All three providers are certified under the EU-US Data Privacy Framework. Data is processed in pseudonymous form and is not used to create user profiles outside the respective platform, nor for automated decision-making.

Legal basis: Art. 6 (1) lit. a GDPR in conjunction with § 25 (1) TTDSG.

10. Your rights as a data subject

You have the following rights vis-à-vis us with regard to your personal data:

  • Right of access (Art. 15 GDPR)
  • Right to rectification (Art. 16 GDPR)
  • Right to erasure (Art. 17 GDPR)
  • Right to restriction of processing (Art. 18 GDPR)
  • Right to object (Art. 21 GDPR)
  • Right to data portability (Art. 20 GDPR)
  • Right to withdraw your consent (Art. 7 (3) GDPR) – with effect for the future

To exercise these rights, please contact info@axionisconsulting.com.

11. Right to lodge a complaint with a supervisory authority

You have the right to lodge a complaint with a data protection supervisory authority. The competent authority is the supervisory authority of your habitual residence, your workplace, or the place of the alleged infringement.

For Estonia: Estonian Data Protection Inspectorate (Andmekaitse Inspektsioon), 39 Tatari St, 10134 Tallinn, www.aki.ee.
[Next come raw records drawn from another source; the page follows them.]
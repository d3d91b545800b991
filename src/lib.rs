//! Coordinates in, weather summary out.
//!
//! An HTTP service resolves a forecast from the National Weather Service for
//! a latitude/longitude and classifies the temperature, and a console poller
//! prints current conditions for a fixed set of cities from OpenWeatherMap.

pub mod config;
pub mod data;
pub mod monitoring;
pub mod poller;
pub mod server;
pub mod weather;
For Germany: The state data protection authority responsible for your place of residence (list at www.bfdi.bund.de).

12. Status and changes

This privacy policy is currently valid and dated as of the time stated above. As our website and offerings evolve, or due to changes in legal or regulatory requirements, it may become necessary to amend this privacy policy. The current version is always available at this location.